Se puxarmos pela cabeça, comphrades, veremos que conseguimos aplicar esta simples "síntese de acção" (aqui é já este vosso Comphrade a criar conceitos) a todas as nossas actividades.
Mas cinjamo-nos, para já, a esta que se me assiste comentar. Colocar Porcas a Assar (CPaA) não é um produto/serviço novo. Mas não é por isso que a inovação não possa ser feita. Apelo aqui, a quem conheça, ao caso de estudo "H3". Esta empresa tem como negócio a venda de hamburguers. Só isto. Não os inventou mas acrescentou "algo": a colagem ao rótulo de "gourmet" (novo e interessante conceito que uma vez mais este vosso comphrade apresenta, pois normalmente o rótulo cola-se no objecto e não é o objecto que se cola ao rótulo... mas é tudo uma questão de perspectiva não é verdade?). Se há uns anos me viessem dizer: "Pessoal.. e se fizermos uma empresa que venda hamburguers gourmet?" eu naquele exacto momento pregaria um par de estalos ao infeliz mentor dessa "ideia ridícula". E hoje o sucesso dessa "ideia ridícula" é enorme.
Uma das vias da ideia "CPaA" poderá ser mesmo essa: a colagem a um "rótulo" que, de resto, é para vós mais do que evidente: um estilo de vida superior, uma elite, que tem como principal visão o progresso económico e social deste nosso Portugal e que acredita que o mesmo poderá ser conseguido potenciando as suas tradições, o ser genuinamente Português, e não à custa da sua queda!
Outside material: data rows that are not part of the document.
use std::sync::Arc;

use async_trait::async_trait;
use tokio::sync::RwLock;
use tracing::info;
use uuid::Uuid;

use crate::domain::{DomainError, EmailMessage, Mailer, MessageRef};

/// Mailer that records and traces messages instead of delivering them
#[derive(Debug, Clone, Default)]
pub struct LogMailer {
    sent: Arc<RwLock<Vec<(MessageRef, EmailMessage)>>>,
}

impl LogMailer {
    pub fn new() -> Self {
        Self::default()
    }

    /// Messages accepted so far, oldest first
    pub async fn sent(&self) -> Vec<(MessageRef, EmailMessage)> {
        self.sent.read().await.clone()
    }
}

#[async_trait]
impl Mailer for LogMailer {
    async fn send(&self, message: EmailMessage) -> Result<MessageRef, DomainError> {
        if message.to.trim().is_empty() {
            return Err(DomainError::validation("Email recipient cannot be empty"));
        }

        let message_ref = MessageRef(format!("msg-{}", Uuid::new_v4()));

        info!(
            message_id = %message_ref.as_str(),
            to = %message.to,
            subject = %message.subject,
            body_chars = message.body.len(),
            "Email recorded (delivery disabled)"
        );

        self.sent.write().await.push((message_ref.clone(), message));
        Ok(message_ref)
    }
}
//! Condition rules and value predicates used by CONDITION steps

use serde::{Deserialize, Serialize};
use serde_json::Value;

use super::context::ExecutionContext;
use super::template::{resolve_value, strip_placeholder, templated_value, value_to_string};

/// A single comparison against a context path
#[derive(Debug, Clone, Serialize, Deserialize, PartialEq)]
pub struct ConditionRule {
    /// Path of the value to test
    pub field: String,

    #[serde(default = "default_operator")]
    pub operator: ConditionOperator,

    /// Value to compare against; may hold placeholders
    #[serde(default)]
    pub value: Value,
}

fn default_operator() -> ConditionOperator {
    ConditionOperator::Eq
}

impl ConditionRule {
    pub fn new(field: impl Into<String>, operator: ConditionOperator) -> Self {
        Self {
            field: field.into(),
            operator,
            value: Value::Null,
        }
    }

    pub fn with_value(mut self, value: Value) -> Self {
        self.value = value;
        self
    }

    /// Evaluate the rule; a missing field compares as `null`
    pub fn evaluate(&self, context: &ExecutionContext) -> bool {
        let field_value = resolve_value(strip_placeholder(&self.field), context)
            .cloned()
            .unwrap_or(Value::Null);
        let compare_value = templated_value(&self.value, context);

        self.operator.evaluate(&field_value, &compare_value)
    }
}

/// Condition comparison operators
#[derive(Debug, Clone, Copy, Serialize, Deserialize, PartialEq, Eq)]
#[serde(rename_all = "snake_case")]
pub enum ConditionOperator {
    /// Equal to
    #[serde(alias = "==", alias = "=")]
    Eq,

    /// Not equal to
    #[serde(alias = "!=", alias = "<>")]
    Ne,

    /// Greater than
    #[serde(alias = ">")]
    Gt,

    /// Greater than or equal to
    #[serde(alias = ">=")]
    Gte,

    /// Less than
    #[serde(alias = "<")]
    Lt,

    /// Less than or equal to
    #[serde(alias = "<=")]
    Lte,

    /// Field is one of the listed values
    In,

    /// Field is none of the listed values
    NotIn,

    /// Field is truthy; the compare value is ignored
    Truthy,

    /// Is empty (for arrays/strings/null)
    IsEmpty,

    /// Is not empty
    IsNotEmpty,

    /// Contains (for strings/arrays)
    Contains,

    /// Starts with (for strings)
    StartsWith,

    /// Ends with (for strings)
    EndsWith,
}

impl ConditionOperator {
    /// Evaluate the condition
    pub fn evaluate(&self, field_value: &Value, compare_value: &Value) -> bool {
        match self {
            Self::Eq => values_equal(field_value, compare_value),
            Self::Ne => !values_equal(field_value, compare_value),
            Self::Gt => compare_numbers(field_value, compare_value, |a, b| a > b),
            Self::Gte => compare_numbers(field_value, compare_value, |a, b| a >= b),
            Self::Lt => compare_numbers(field_value, compare_value, |a, b| a < b),
            Self::Lte => compare_numbers(field_value, compare_value, |a, b| a <= b),
            Self::In => is_member(field_value, compare_value),
            Self::NotIn => !is_member(field_value, compare_value),
            Self::Truthy => is_truthy(field_value),
            Self::IsEmpty => is_empty(field_value),
            Self::IsNotEmpty => !is_empty(field_value),
            Self::Contains => contains(field_value, compare_value),
            Self::StartsWith => starts_with(field_value, compare_value),
            Self::EndsWith => ends_with(field_value, compare_value),
        }
    }
}

/// Truthiness of a context value: non-empty, non-zero, non-false
pub fn is_truthy(value: &Value) -> bool {
    match value {
        Value::Null => false,
        Value::Bool(b) => *b,
        Value::Number(n) => n.as_f64().is_some_and(|f| f != 0.0),
        Value::String(s) => !s.is_empty(),
        Value::Array(arr) => !arr.is_empty(),
        Value::Object(obj) => !obj.is_empty(),
    }
}

/// Loose equality: scalars of different JSON types compare by their text
pub fn values_equal(a: &Value, b: &Value) -> bool {
    if a == b {
        return true;
    }

    match (a, b) {
        (Value::Number(x), Value::Number(y)) => x.as_f64() == y.as_f64(),
        (Value::Array(_) | Value::Object(_), _) | (_, Value::Array(_) | Value::Object(_)) => false,
        _ => value_to_string(a) == value_to_string(b),
    }
}

/// Coerce a value to a number, accepting numeric strings
fn as_number(value: &Value) -> Option<f64> {
    match value {
        Value::Number(n) => n.as_f64(),
        Value::String(s) => s.trim().parse().ok(),
        _ => None,
    }
}

fn compare_numbers<F>(a: &Value, b: &Value, f: F) -> bool
where
    F: Fn(f64, f64) -> bool,
{
    match (as_number(a), as_number(b)) {
        (Some(a), Some(b)) => f(a, b),
        _ => false,
    }
}

fn is_member(field: &Value, list: &Value) -> bool {
    match list {
        Value::Array(items) => items.iter().any(|item| values_equal(field, item)),
        _ => false,
    }
}

fn is_empty(value: &Value) -> bool {
    match value {
        Value::Null => true,
        Value::String(s) => s.is_empty(),
        Value::Array(arr) => arr.is_empty(),
        Value::Object(obj) => obj.is_empty(),
        _ => false,
    }
}

fn contains(field: &Value, value: &Value) -> bool {
    match field {
        Value::String(s) => value.as_str().is_some_and(|v| s.contains(v)),
        Value::Array(arr) => arr.iter().any(|item| values_equal(item, value)),
        _ => false,
    }
}

fn starts_with(field: &Value, value: &Value) -> bool {
    match (field.as_str(), value.as_str()) {
        (Some(f), Some(v)) => f.starts_with(v),
        _ => false,
    }
}

fn ends_with(field: &Value, value: &Value) -> bool {
    match (field.as_str(), value.as_str()) {
        (Some(f), Some(v)) => f.ends_with(v),
        _ => false,
    }
}
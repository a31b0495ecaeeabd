//! In-memory execution log store

use std::sync::Arc;

use async_trait::async_trait;
use tokio::sync::RwLock;

use crate::domain::{
    DomainError, ExecutionLog, ExecutionLogId, ExecutionLogQuery, ExecutionLogStore,
    LogCompletion,
};

/// In-memory implementation of ExecutionLogStore
///
/// Entries are kept in creation order, which is also the order in which
/// step invocations started.
#[derive(Debug, Clone, Default)]
pub struct InMemoryExecutionLogStore {
    logs: Arc<RwLock<Vec<ExecutionLog>>>,
}

impl InMemoryExecutionLogStore {
    /// Create a new empty store
    pub fn new() -> Self {
        Self::default()
    }

    /// Every stored entry, oldest first
    pub async fn all(&self) -> Vec<ExecutionLog> {
        self.logs.read().await.clone()
    }

    pub async fn len(&self) -> usize {
        self.logs.read().await.len()
    }

    pub async fn is_empty(&self) -> bool {
        self.logs.read().await.is_empty()
    }
}

#[async_trait]
impl ExecutionLogStore for InMemoryExecutionLogStore {
    async fn create(&self, log: &ExecutionLog) -> Result<ExecutionLogId, DomainError> {
        let mut logs = self.logs.write().await;

        if logs.iter().any(|l| l.id() == log.id()) {
            return Err(DomainError::conflict(format!(
                "Execution log '{}' already exists",
                log.id()
            )));
        }

        logs.push(log.clone());
        Ok(log.id().clone())
    }

    async fn update(
        &self,
        id: &ExecutionLogId,
        completion: LogCompletion,
    ) -> Result<ExecutionLog, DomainError> {
        let mut logs = self.logs.write().await;

        let log = logs
            .iter_mut()
            .find(|l| l.id() == id)
            .ok_or_else(|| DomainError::not_found(format!("Execution log '{}' not found", id)))?;

        log.complete(completion)?;
        Ok(log.clone())
    }

    async fn get(&self, id: &ExecutionLogId) -> Result<Option<ExecutionLog>, DomainError> {
        let logs = self.logs.read().await;
        Ok(logs.iter().find(|l| l.id() == id).cloned())
    }

    async fn list(&self, query: &ExecutionLogQuery) -> Result<Vec<ExecutionLog>, DomainError> {
        let logs = self.logs.read().await;
        let matching = logs.iter().filter(|l| query.matches(l)).cloned();

        Ok(match query.limit {
            Some(limit) => matching.take(limit).collect(),
            None => matching.collect(),
        })
    }
}
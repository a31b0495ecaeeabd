//! Field mapping helpers for the record action handlers

use chrono::{SecondsFormat, Utc};
use serde_json::{Map, Value};

use crate::domain::workflow::{templated_value, ExecutionContext};

/// Keys accepted as the column name of a field mapping entry
const FIELD_NAME_KEYS: [&str; 3] = ["column", "field", "name"];

/// Resolve a `fields` config value into a record payload
///
/// Accepts a list of `{column|field|name, value}` entries or a plain object.
/// Values are templated against the context and then passed through
/// [`apply_field_function`]. Entries without a name are ignored.
pub fn resolve_fields(config: Option<&Value>, context: &ExecutionContext) -> Map<String, Value> {
    let mut resolved = Map::new();

    match config {
        Some(Value::Array(entries)) => {
            for entry in entries {
                let Some(name) = field_name(entry) else {
                    continue;
                };
                let value = entry.get("value").cloned().unwrap_or(Value::Null);
                resolved.insert(name, resolve_field_value(&value, context));
            }
        }
        Some(Value::Object(map)) => {
            for (name, value) in map {
                if name.trim().is_empty() {
                    continue;
                }
                resolved.insert(name.trim().to_string(), resolve_field_value(value, context));
            }
        }
        _ => {}
    }

    resolved
}

fn field_name(entry: &Value) -> Option<String> {
    FIELD_NAME_KEYS
        .iter()
        .filter_map(|key| entry.get(*key).and_then(Value::as_str))
        .map(str::trim)
        .find(|name| !name.is_empty())
        .map(str::to_string)
}

fn resolve_field_value(value: &Value, context: &ExecutionContext) -> Value {
    apply_field_function(templated_value(value, context))
}

/// Expand the value functions understood in record fields
///
/// `NOW()`, `CURRENT_TIMESTAMP` and `TODAY()` become RFC 3339 timestamps and
/// `NULL` becomes null. Matching is case-insensitive; anything else is
/// returned unchanged.
pub fn apply_field_function(value: Value) -> Value {
    let Value::String(text) = &value else {
        return value;
    };

    match text.trim().to_uppercase().as_str() {
        "NOW()" | "CURRENT_TIMESTAMP" | "CURRENT_TIMESTAMP()" => {
            Value::String(Utc::now().to_rfc3339_opts(SecondsFormat::Secs, true))
        }
        "TODAY()" => {
            let midnight = Utc::now()
                .date_naive()
                .and_hms_opt(0, 0, 0)
                .map(|dt| dt.and_utc().to_rfc3339_opts(SecondsFormat::Secs, true));
            midnight.map(Value::String).unwrap_or(value)
        }
        "NULL" => Value::Null,
        _ => value,
    }
}
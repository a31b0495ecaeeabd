//! Mailer implementations

mod log_mailer;

pub use log_mailer::LogMailer;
Outras estratégias poderão advir de vossas brilhantes mentes mas para efeitos de simplificação consideraremos para já esta. Seguindo então o modelo de Philip Greenspun:
a) Ideia: CPaA
b) Financiamento, gestão e marketing: realização de plano de negócios com a elaboração de diversos cenários: 1) restauração convencional (criada por nós ou por terceiros); 2) restauração em centros comerciais (à imagem da "H3"); 3) criação industrial de electrodoméstico "CPaA você mesmo, em sua casa" - e aqui poderíamos conseguir associar-nos à marcar Xpress da Unicer: "CPaA e beba uns finos"; 4) criação de site na internet em que o cliente pode "adqurir" uma porca e, mediante um pagamento mensal, nós tratamos dela (comida e veterinário) e ainda permitimos o acompanhamento 24h por dia via sreaming de video através da internet em tempo real - quando chegasse o momento de CPaA trataríamos de tudo, no local a designar pelo Cliente.
c) A parte realmente inovadora. Como transmitir a ideia de "quem CPaA pertence a uma elite: é Português"? Podemos por exemplo fazer anúncios em que mostramos os nossos grandes navegadores a CPaA nos navios)
d) adaptar a "c)" mediante o cenário determinado em "b)"
e) adaptar a "c)" e "d)" mediante o cenário deter em "b)"
Bem, Comphrades, fica aqui o meu contributo perante a excelente ideia do Comphrade D'Azevedo P. Sugiro agora a criação de equipas de tarefas ("task teams").
Antes de me despedir apelo a outra ideia, a meu ver ainda mais brilhante e que provavelmente o Comphrade D'Azevedo P. nem se apercebeu do seu lançamento, que é a de fazer deste blogue um tanque de pensamentos ("think tank"), uma incubadora de ideias, que nos assista a todos na perseguição do objectivo último da Comphraria do Rosado: "Por um Portvgal Maior!"
Sempre a considerá-los, Comphrades
Vianna C.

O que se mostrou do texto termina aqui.